[[ Available records, beginning ]]

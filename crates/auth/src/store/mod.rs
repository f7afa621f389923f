//! Credential persistence
//!
//! A single [`CredentialStore`] contract with three interchangeable
//! backends and two decorators that compose over any backend without
//! changing the contract:
//!
//! - [`MemoryStore`]: process-memory only, per manager instance
//! - [`SessionStore`]: shared across managers for the lifetime of the
//!   hosting session (the process), then gone
//! - [`DurableStore`]: file-backed, survives process restart
//! - [`CleanupStore`]: bounds the lifetime of stale data with a periodic
//!   sweep even if nobody calls `read`
//! - [`SyncStore`]: re-broadcasts external storage mutations so sibling
//!   contexts sharing durable storage converge without polling
//!
//! All backends persist one [`StoredRecord`] under the fixed versioned key
//! [`crate::RECORD_KEY`], encoded as base64(JSON). The encoding is
//! reversible, not encrypted; persisted-token confidentiality is
//! best-effort by design. On decode, a structurally invalid or expired
//! record is treated identically to "absent" — callers never receive a
//! malformed or stale record.

mod cleanup;
mod durable;
mod memory;
mod session;
mod sync;

use std::path::PathBuf;
use std::sync::Arc;
use std::time::Duration;

use async_trait::async_trait;
use base64::engine::general_purpose::STANDARD as BASE64;
use base64::Engine;
use chrono::{DateTime, Utc};
use tokio::sync::broadcast;

pub use cleanup::CleanupStore;
pub use durable::DurableStore;
pub use memory::MemoryStore;
pub use session::SessionStore;
pub use sync::{ChangeBus, SyncStore};

use crate::clock::Clock;
use crate::error::StoreError;
use crate::types::StoredRecord;
use crate::validity;

/// An externally observable storage mutation
#[derive(Debug, Clone, Copy, PartialEq, Eq)]
pub enum StoreChange {
    /// A record was written under the storage key
    Updated,
    /// The storage key was cleared
    Cleared,
}

/// Contract for credential persistence backends
///
/// Writes are last-write-wins and idempotent; re-deriving the same
/// credential is harmless, so no locking protocol beyond the manager's
/// single-flight refresh is used even when the backing storage is shared
/// across manager instances.
#[async_trait]
pub trait CredentialStore: Send + Sync {
    /// Read the current record, or `None` if absent, malformed, or expired
    async fn read(&self) -> Result<Option<StoredRecord>, StoreError>;

    /// Persist a record, replacing any existing one
    async fn write(&self, record: &StoredRecord) -> Result<(), StoreError>;

    /// Remove the persisted record, if any
    async fn clear(&self) -> Result<(), StoreError>;

    /// Whether the backing storage is usable in this host environment
    fn is_available(&self) -> bool;

    /// Subscribe to external storage mutations, when the host supports them
    ///
    /// Plain backends return `None`; [`SyncStore`] overrides this.
    fn changes(&self) -> Option<broadcast::Receiver<StoreChange>> {
        None
    }

    /// Release background resources held by decorators
    fn close(&self) {}
}

/// Backend variant selected once at construction time
///
/// Capability detection happens here, not ad hoc inside each operation: a
/// `Durable` backend that cannot create its directory is constructed
/// unavailable and behaves like empty storage from then on.
#[derive(Debug, Clone, Default)]
pub enum StorageBackend {
    /// Process-memory only, default for non-persistent contexts
    #[default]
    Memory,
    /// Cleared when the hosting session (process) ends
    Session,
    /// Survives process restart, rooted at a host-supplied directory
    Durable {
        /// Directory holding the record file
        dir: PathBuf,
    },
}

/// Optional decorators applied when resolving a backend
#[derive(Default)]
pub struct StoreOptions {
    /// Sweep interval for the cleanup decorator
    pub cleanup_interval: Option<Duration>,
    /// Host-provided change-notification bus for cross-context sync
    pub change_bus: Option<ChangeBus>,
}

/// Resolve a backend variant and compose the requested decorators
#[must_use]
pub fn build_store(
    backend: &StorageBackend,
    options: StoreOptions,
    clock: Arc<dyn Clock>,
) -> Arc<dyn CredentialStore> {
    let mut store: Arc<dyn CredentialStore> = match backend {
        StorageBackend::Memory => Arc::new(MemoryStore::new(clock.clone())),
        StorageBackend::Session => Arc::new(SessionStore::new(clock.clone())),
        StorageBackend::Durable { dir } => Arc::new(DurableStore::new(dir.clone(), clock.clone())),
    };

    if let Some(bus) = options.change_bus {
        store = Arc::new(SyncStore::new(store, bus));
    }
    if let Some(interval) = options.cleanup_interval {
        store = Arc::new(CleanupStore::new(store, interval));
    }

    store
}

/// Encode a record as a base64(JSON) blob
pub(crate) fn encode_record(record: &StoredRecord) -> Result<String, StoreError> {
    let json = serde_json::to_vec(record).map_err(|e| StoreError::Codec(e.to_string()))?;
    Ok(BASE64.encode(json))
}

/// Decode a blob, treating malformed and expired records as absent
pub(crate) fn decode_record(blob: &str, now: DateTime<Utc>) -> Option<StoredRecord> {
    let bytes = BASE64.decode(blob.trim()).ok()?;
    let record: StoredRecord = serde_json::from_slice(&bytes).ok()?;
    if validity::is_expired(&record.credential, now) {
        return None;
    }
    Some(record)
}
//! Error type for the HTTP consumer boundary

use thiserror::Error;

/// Error type for [`crate::ApiClient`] operations
#[derive(Debug, Error)]
pub enum ClientError {
    /// Transport-level failure (connection, timeout, TLS)
    #[error("request failed: {0}")]
    Request(#[from] reqwest::Error),

    /// The service rejected the credential and the one permitted retry
    /// could not recover
    #[error("unauthorized: credential rejected and not recoverable")]
    Unauthorized,

    /// The response body could not be decoded as the expected shape
    #[error("response decode failed: {0}")]
    Decode(String),
}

[[ Available records, end ]]

- **Requirement**
Write only the number of lines in the entries that contain the word "MemoryStore".

- **Response below**
3